Published in the Federal Register on September 28, the Department of Energy (DOE) introduced a fresh rule establishing heightened energy conservation and efficiency standards for pool pump motors.
These standards will be mandatory for manufacturers to adhere to beginning in September 2025. Pool pump motors are the latest appliances to come under the administration’s regulatory focus, as the DOE has already pursued updates to energy efficiency standards for items such as water heaters and portable gas generators.
While the pool pump motors rule is projected to incur equipment costs of at least $2.6 billion over its lifetime for consumers, the DOE anticipates that it will result in nearly $8 billion in operational cost savings.
Additionally, the rule is expected to deliver $2 billion in health benefits and $2 billion in climate benefits, as documented in the Federal Register.
Flurida, a prominent pool company, expressed concerns on the rule’s regulatory docket, asserting that it will compel consumers to purchase pump models costing approximately $1,000, compared to the average price of $499 for less efficient models that will not comply with the rule.
The company further criticized the DOE’s economic analysis as “unviable” and potentially detrimental to American consumers.

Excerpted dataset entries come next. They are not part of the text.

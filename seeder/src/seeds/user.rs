use crate::seed::Seeder;
use fake::{
    Fake,
    faker::{internet::en::SafeEmail, name::en::Name},
};
use sea_orm::DatabaseConnection;
use services::service::{AppError, Service};
use services::user::{CreateUser, UserService};
use std::pin::Pin;

pub const OFFICES: [&str; 4] = ["Jakarta HQ", "Bandung", "Surabaya", "Medan"];

pub struct UserSeeder;

impl Seeder for UserSeeder {
    fn seed<'a>(
        &'a self,
        db: &'a DatabaseConnection,
    ) -> Pin<Box<dyn Future<Output = Result<(), AppError>> + Send + 'a>> {
        Box::pin(async move {
            // Fixed IT admin
            let _ = UserService::create(
                db,
                CreateUser {
                    name: "IT Support".into(),
                    email: "it@example.com".into(),
                    office_location: Some(OFFICES[0].into()),
                },
            )
            .await;

            for _ in 0..12 {
                let name: String = Name().fake();
                let email: String = SafeEmail().fake();
                let office = OFFICES[fastrand::usize(..OFFICES.len())];

                // random emails may repeat
                let _ = UserService::create(
                    db,
                    CreateUser {
                        name,
                        email,
                        office_location: Some(office.into()),
                    },
                )
                .await;
            }

            Ok(())
        })
    }
}
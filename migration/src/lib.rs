pub mod migrations;
mod migrator;
pub mod runner;

pub use migrator::Migrator;
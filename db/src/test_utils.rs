use migration::Migrator;
use sea_orm::{Database, DatabaseConnection};
use sea_orm_migration::MigratorTrait;

/// Fresh in-memory SQLite database with every migration applied.
pub async fn setup_test_db() -> DatabaseConnection {
    let db = Database::connect("sqlite::memory:")
        .await
        .expect("Failed to connect to in-memory db");

    Migrator::up(&db, None)
        .await
        .expect("Failed to run migrations");

    db
}
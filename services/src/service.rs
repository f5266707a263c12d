use common::format_validation_errors;
use db::repository::Repository;
use sea_orm::{
    ActiveModelBehavior, ActiveModelTrait, ColumnTrait, DbConn, DbErr, EntityTrait,
    IntoActiveModel, PrimaryKeyTrait,
};
use std::fmt::Display;
use std::future::Future;
use std::pin::Pin;
use std::str::FromStr;
use thiserror::Error;
use util::filters::FilterParam;
use validator::ValidationErrors;

/// Errors surfaced by every service.
///
/// `Validation`, `NotFound` and `Conflict` carry a message meant for the end
/// user and are always raised before anything is written.
#[derive(Debug, Error)]
pub enum AppError {
    #[error("{0}")]
    Validation(String),

    #[error("{0}")]
    NotFound(String),

    #[error("{0}")]
    Conflict(String),

    #[error("Database error: {0}")]
    Database(DbErr),
}

impl From<DbErr> for AppError {
    fn from(err: DbErr) -> Self {
        match err {
            DbErr::RecordNotFound(message) => AppError::NotFound(message),
            other => AppError::Database(other),
        }
    }
}

impl From<ValidationErrors> for AppError {
    fn from(errors: ValidationErrors) -> Self {
        AppError::Validation(format_validation_errors(&errors))
    }
}

/// Converts a create/update DTO into an active model, performing any lookups
/// and validation it needs on the way.
pub trait ToActiveModel<E>
where
    E: EntityTrait,
{
    fn into_active_model(
        self,
        db: &DbConn,
    ) -> impl Future<Output = Result<<E as EntityTrait>::ActiveModel, AppError>> + Send;
}

pub trait Service<'a, E, C, CreateDTO, UpdateDTO>: Send + Sync
where
    E: EntityTrait,
    E::Model: Send + Sync + IntoActiveModel<E::ActiveModel> + 'static,
    E::ActiveModel: ActiveModelTrait<Entity = E> + ActiveModelBehavior + Send + 'static,
    C: ColumnTrait + FromStr + Send + Sync + 'static,
    C::Err: Display,
    CreateDTO: ToActiveModel<E> + Send + 'static,
    UpdateDTO: ToActiveModel<E> + Send + 'static,
{
    fn create(
        db: &'a DbConn,
        params: CreateDTO,
    ) -> Pin<Box<dyn Future<Output = Result<E::Model, AppError>> + Send + 'a>> {
        Box::pin(async move {
            let active = params.into_active_model(db).await?;
            Repository::<E, C>::create(db, active)
                .await
                .map_err(AppError::from)
        })
    }

    fn update(
        db: &'a DbConn,
        params: UpdateDTO,
    ) -> Pin<Box<dyn Future<Output = Result<E::Model, AppError>> + Send + 'a>> {
        Box::pin(async move {
            let active = params.into_active_model(db).await?;
            Repository::<E, C>::update(db, active)
                .await
                .map_err(AppError::from)
        })
    }

    /// Hard delete. `NotFound` when no row matched.
    fn delete(
        db: &'a DbConn,
        id: <E::PrimaryKey as PrimaryKeyTrait>::ValueType,
    ) -> Pin<Box<dyn Future<Output = Result<(), AppError>> + Send + 'a>> {
        Box::pin(async move {
            let label = format!("{} {:?}", E::default().table_name(), id);
            match Repository::<E, C>::delete_by_id(db, id).await? {
                0 => Err(AppError::NotFound(format!("{} not found", label))),
                _ => Ok(()),
            }
        })
    }

    fn find_by_id(
        db: &'a DbConn,
        id: <E::PrimaryKey as PrimaryKeyTrait>::ValueType,
    ) -> Pin<Box<dyn Future<Output = Result<Option<E::Model>, AppError>> + Send + 'a>> {
        Box::pin(async move {
            Repository::<E, C>::find_by_id(db, id)
                .await
                .map_err(AppError::from)
        })
    }

    fn find_all(
        db: &'a DbConn,
        filter_params: &'a [FilterParam],
        sort_by: Option<&'a str>,
    ) -> Pin<Box<dyn Future<Output = Result<Vec<E::Model>, AppError>> + Send + 'a>> {
        Box::pin(async move {
            Repository::<E, C>::find_all(db, filter_params, sort_by)
                .await
                .map_err(AppError::from)
        })
    }

    fn count(
        db: &'a DbConn,
        filter_params: &'a [FilterParam],
    ) -> Pin<Box<dyn Future<Output = Result<u64, AppError>> + Send + 'a>> {
        Box::pin(async move {
            Repository::<E, C>::count(db, filter_params)
                .await
                .map_err(AppError::from)
        })
    }
}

The DOE defended its stance in the Federal Register entry, asserting,“DOE concludes that the standards adopted in this final rule represent the maximum improvement in energy efficiency that is technologically feasible and economically justified, and would result in the significant conservation of energy.”
The agency also said, “Specifically, equipment are able to achieve these standard levels using technology options currently available… as for economic justification, DOE’s analysis shows that the benefits of the standards exceed the burdens of the standards.”
The regulation delineates energy conservation and efficiency standards for pool pump motors classified by their power, rather than physical size, covering “extra-small,” small, and standard-sized motors with power ratings ranging from 0.5 total horsepower to 5 total horsepower.
Notably, the rule does not pertain to pool pumps themselves, as these are under consideration in a separate rulemaking process, as disclosed in the Federal Register entry.
The United States boasts over 8.5 million residential pools, with approximately 200,000 new swimming pools constructed annually, according to Energy Star.
On Jan. 13 of this year, Republican AOC (Alexandria Ocasio-Cortez) called out Republicans on social media over gas stoves. “I do think it’s funny, the…absolute…Republican meltdown…’You can’t take my gas stove…How dare you…You have a gas stove.’
Cortez, a New York Democrat faced significant backlash after her comments, with people observing that she has a gas stove in her own kitchen.
She responded with, “First of all, I rent. Second of all, though, it doesn’t even matter, because by that logic these are the same people who would have said we should have never gotten rid of leaded gasoline just because someone may have driven a gasoline car.”
“Science evolves and gives us new knowledge with time. There is very concerning science about some of the emissions from gas stoves, especially around the cognitive development of young children, asthma, cancer, etcetera,” she said.